== Given records
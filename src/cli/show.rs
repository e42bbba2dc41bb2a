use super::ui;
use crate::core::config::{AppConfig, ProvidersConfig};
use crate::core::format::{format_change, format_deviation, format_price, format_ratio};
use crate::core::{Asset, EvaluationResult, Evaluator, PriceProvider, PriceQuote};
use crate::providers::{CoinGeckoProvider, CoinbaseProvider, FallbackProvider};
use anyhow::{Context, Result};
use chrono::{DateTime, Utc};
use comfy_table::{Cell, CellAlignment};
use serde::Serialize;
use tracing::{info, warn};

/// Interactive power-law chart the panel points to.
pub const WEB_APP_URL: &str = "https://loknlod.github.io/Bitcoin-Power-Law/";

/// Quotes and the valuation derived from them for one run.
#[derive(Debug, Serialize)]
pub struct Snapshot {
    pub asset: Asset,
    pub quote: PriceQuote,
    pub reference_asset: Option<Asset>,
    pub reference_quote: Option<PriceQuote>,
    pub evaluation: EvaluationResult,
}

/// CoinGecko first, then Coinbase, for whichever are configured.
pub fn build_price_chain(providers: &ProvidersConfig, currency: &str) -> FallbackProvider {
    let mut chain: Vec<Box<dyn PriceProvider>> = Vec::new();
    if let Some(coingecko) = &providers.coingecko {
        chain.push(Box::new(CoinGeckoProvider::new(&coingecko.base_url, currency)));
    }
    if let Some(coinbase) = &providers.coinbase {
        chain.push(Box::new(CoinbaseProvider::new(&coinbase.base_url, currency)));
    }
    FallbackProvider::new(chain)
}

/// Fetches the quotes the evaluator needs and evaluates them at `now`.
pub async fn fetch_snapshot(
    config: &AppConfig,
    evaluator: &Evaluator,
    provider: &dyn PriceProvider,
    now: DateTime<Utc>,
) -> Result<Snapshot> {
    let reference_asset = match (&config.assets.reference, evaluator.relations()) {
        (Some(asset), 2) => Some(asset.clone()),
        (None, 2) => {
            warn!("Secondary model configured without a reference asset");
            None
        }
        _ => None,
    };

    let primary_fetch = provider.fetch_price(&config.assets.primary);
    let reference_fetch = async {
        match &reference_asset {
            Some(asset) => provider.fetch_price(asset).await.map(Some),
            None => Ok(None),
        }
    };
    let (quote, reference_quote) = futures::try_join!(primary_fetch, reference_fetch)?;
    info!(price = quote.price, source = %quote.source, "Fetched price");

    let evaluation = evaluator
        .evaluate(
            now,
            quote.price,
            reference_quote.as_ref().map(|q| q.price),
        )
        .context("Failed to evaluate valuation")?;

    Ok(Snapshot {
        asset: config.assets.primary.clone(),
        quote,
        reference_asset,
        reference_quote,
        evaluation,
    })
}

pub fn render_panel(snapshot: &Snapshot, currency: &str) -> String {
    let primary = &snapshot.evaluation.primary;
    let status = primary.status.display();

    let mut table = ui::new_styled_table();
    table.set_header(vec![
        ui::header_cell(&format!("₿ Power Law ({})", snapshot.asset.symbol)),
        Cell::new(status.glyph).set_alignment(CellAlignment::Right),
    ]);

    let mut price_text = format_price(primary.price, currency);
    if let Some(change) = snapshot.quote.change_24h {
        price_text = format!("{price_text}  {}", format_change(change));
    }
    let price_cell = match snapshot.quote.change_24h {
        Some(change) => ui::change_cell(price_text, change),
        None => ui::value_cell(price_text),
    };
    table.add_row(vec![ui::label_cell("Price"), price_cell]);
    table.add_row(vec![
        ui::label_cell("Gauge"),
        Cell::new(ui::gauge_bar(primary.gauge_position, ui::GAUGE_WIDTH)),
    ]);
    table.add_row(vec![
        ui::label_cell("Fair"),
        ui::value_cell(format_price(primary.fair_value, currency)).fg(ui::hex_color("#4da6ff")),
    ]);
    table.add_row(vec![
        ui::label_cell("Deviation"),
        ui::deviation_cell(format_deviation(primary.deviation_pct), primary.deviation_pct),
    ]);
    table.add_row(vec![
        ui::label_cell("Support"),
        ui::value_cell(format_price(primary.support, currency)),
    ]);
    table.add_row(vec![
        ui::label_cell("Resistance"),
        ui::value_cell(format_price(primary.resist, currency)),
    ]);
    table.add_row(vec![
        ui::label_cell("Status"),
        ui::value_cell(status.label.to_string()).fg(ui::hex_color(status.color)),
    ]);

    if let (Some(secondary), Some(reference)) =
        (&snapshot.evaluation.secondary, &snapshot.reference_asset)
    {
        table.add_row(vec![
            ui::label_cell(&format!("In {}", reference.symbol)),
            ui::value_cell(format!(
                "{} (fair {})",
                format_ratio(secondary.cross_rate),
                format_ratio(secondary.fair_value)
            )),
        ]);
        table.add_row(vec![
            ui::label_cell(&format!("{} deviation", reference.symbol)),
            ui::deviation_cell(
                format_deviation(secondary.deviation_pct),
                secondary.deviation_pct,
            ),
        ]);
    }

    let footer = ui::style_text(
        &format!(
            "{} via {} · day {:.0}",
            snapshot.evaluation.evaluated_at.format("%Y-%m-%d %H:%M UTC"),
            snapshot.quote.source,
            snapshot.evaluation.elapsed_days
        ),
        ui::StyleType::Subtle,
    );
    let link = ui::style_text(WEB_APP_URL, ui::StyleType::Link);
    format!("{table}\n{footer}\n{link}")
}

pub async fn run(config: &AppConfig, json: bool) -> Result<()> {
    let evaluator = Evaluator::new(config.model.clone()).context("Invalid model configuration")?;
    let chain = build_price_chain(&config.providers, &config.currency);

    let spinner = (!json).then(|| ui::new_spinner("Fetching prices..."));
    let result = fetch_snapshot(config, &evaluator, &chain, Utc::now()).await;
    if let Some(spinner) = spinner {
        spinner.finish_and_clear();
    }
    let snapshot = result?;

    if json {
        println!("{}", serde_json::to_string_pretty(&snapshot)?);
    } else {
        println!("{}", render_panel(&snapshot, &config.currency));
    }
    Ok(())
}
====
Exercise description:
Copy all data exactly, start to finish.

Answer space:
filename src/cli/show.rs
repository e42bbba2dc41bb2a
use super::ui;
use crate::core::config::{AppConfig, ProvidersConfig};
use crate::core::format::{format_change, format_deviation, format_price, format_ratio};
use crate::core::{Asset, EvaluationResult, Evaluator, PriceProvider, PriceQuote};
use crate::providers::{CoinGeckoProvider, CoinbaseProvider, FallbackProvider};
use anyhow::{Context, Result};
use chrono::{DateTime, Utc};
use comfy_table::{Cell, CellAlignment};
use serde::Serialize;
use tracing::{info, warn};

/// Interactive power-law chart the panel points to.
pub const WEB_APP_URL: &str = "https://loknlod.github.io/Bitcoin-Power-Law/";

/// Quotes and the valuation derived from them for one run.
#[derive(Debug, Serialize)]
pub struct Snapshot {
    pub asset: Asset,
    pub quote: PriceQuote,
    pub reference_asset: Option<Asset>,
    pub reference_quote: Option<PriceQuote>,
    pub evaluation: EvaluationResult,
}

/// CoinGecko first, then Coinbase, for whichever are configured.
pub fn build_price_chain(providers: &ProvidersConfig, currency: &str) -> FallbackProvider {
    let mut chain: Vec<Box<dyn PriceProvider>> = Vec::new();
    if let Some(coingecko) = &providers.coingecko {
        chain.push(Box::new(CoinGeckoProvider::new(&coingecko.base_url, currency)));
    }
    if let Some(coinbase) = &providers.coinbase {
        chain.push(Box::new(CoinbaseProvider::new(&coinbase.base_url, currency)));
    }
    FallbackProvider::new(chain)
}

/// Fetches the quotes the evaluator needs and evaluates them at `now`.
pub async fn fetch_snapshot(
    config: &AppConfig,
    evaluator: &Evaluator,
    provider: &dyn PriceProvider,
    now: DateTime<Utc>,
) -> Result<Snapshot> {
    let reference_asset = match (&config.assets.reference, evaluator.relations()) {
        (Some(asset), 2) => Some(asset.clone()),
        (None, 2) => {
            warn!("Secondary model configured without a reference asset");
            None
        }
        _ => None,
    };

    let primary_fetch = provider.fetch_price(&config.assets.primary);
    let reference_fetch = async {
        match &reference_asset {
            Some(asset) => provider.fetch_price(asset).await.map(Some),
            None => Ok(None),
        }
    };
    let (quote, reference_quote) = futures::try_join!(primary_fetch, reference_fetch)?;
    info!(price = quote.price, source = %quote.source, "Fetched price");

    let evaluation = evaluator
        .evaluate(
            now,
            quote.price,
            reference_quote.as_ref().map(|q| q.price),
        )
        .context("Failed to evaluate valuation")?;

    Ok(Snapshot {
        asset: config.assets.primary.clone(),
        quote,
        reference_asset,
        reference_quote,
        evaluation,
    })
}

pub fn render_panel(snapshot: &Snapshot, currency: &str) -> String {
    let primary = &snapshot.evaluation.primary;
    let status = primary.status.display();

    let mut table = ui::new_styled_table();
    table.set_header(vec![
        ui::header_cell(&format!("₿ Power Law ({})", snapshot.asset.symbol)),
        Cell::new(status.glyph).set_alignment(CellAlignment::Right),
    ]);

    let mut price_text = format_price(primary.price, currency);
    if let Some(change) = snapshot.quote.change_24h {
        price_text = format!("{price_text}  {}", format_change(change));
    }
    let price_cell = match snapshot.quote.change_24h {
        Some(change) => ui::change_cell(price_text, change),
        None => ui::value_cell(price_text),
    };
    table.add_row(vec![ui::label_cell("Price"), price_cell]);
    table.add_row(vec![
        ui::label_cell("Gauge"),
        Cell::new(ui::gauge_bar(primary.gauge_position, ui::GAUGE_WIDTH)),
    ]);
    table.add_row(vec![
        ui::label_cell("Fair"),
        ui::value_cell(format_price(primary.fair_value, currency)).fg(ui::hex_color("#4da6ff")),
    ]);
    table.add_row(vec![
        ui::label_cell("Deviation"),
        ui::deviation_cell(format_deviation(primary.deviation_pct), primary.deviation_pct),
    ]);
    table.add_row(vec![
        ui::label_cell("Support"),
        ui::value_cell(format_price(primary.support, currency)),
    ]);
    table.add_row(vec![
        ui::label_cell("Resistance"),
        ui::value_cell(format_price(primary.resist, currency)),
    ]);
    table.add_row(vec![
        ui::label_cell("Status"),
        ui::value_cell(status.label.to_string()).fg(ui::hex_color(status.color)),
    ]);

    if let (Some(secondary), Some(reference)) =
        (&snapshot.evaluation.secondary, &snapshot.reference_asset)
    {
        table.add_row(vec![
            ui::label_cell(&format!("In {}", reference.symbol)),
            ui::value_cell(format!(
                "{} (fair {})",
                format_ratio(secondary.cross_rate),
                format_ratio(secondary.fair_value)
            )),
        ]);
        table.add_row(vec![
            ui::label_cell(&format!("{} deviation", reference.symbol)),
            ui::deviation_cell(
                format_deviation(secondary.deviation_pct),
                secondary.deviation_pct,
            ),
        ]);
    }

    let footer = ui::style_text(
        &format!(
            "{} via {} · day {:.0}",
            snapshot.evaluation.evaluated_at.format("%Y-%m-%d %H:%M UTC"),
            snapshot.quote.source,
            snapshot.evaluation.elapsed_days
        ),
        ui::StyleType::Subtle,
    );
    let link = ui::style_text(WEB_APP_URL, ui::StyleType::Link);
    format!("{table}\n{footer}\n{link}")
}

pub async fn run(config: &AppConfig, json: bool) -> Result<()> {
    let evaluator = Evaluator::new(config.model.clone()).context("Invalid model configuration")?;
    let chain = build_price_chain(&config.providers, &config.currency);

    let spinner = (!json).then(|| ui::new_spinner("Fetching prices..."));
    let result = fetch_snapshot(config, &evaluator, &chain, Utc::now()).await;
    if let Some(spinner) = spinner {
        spinner.finish_and_clear();
    }
    let snapshot = result?;

    if json {
        println!("{}", serde_json::to_string_pretty(&snapshot)?);
    } else {
        println!("{}", render_panel(&snapshot, &config.currency));
    }
    Ok(())
}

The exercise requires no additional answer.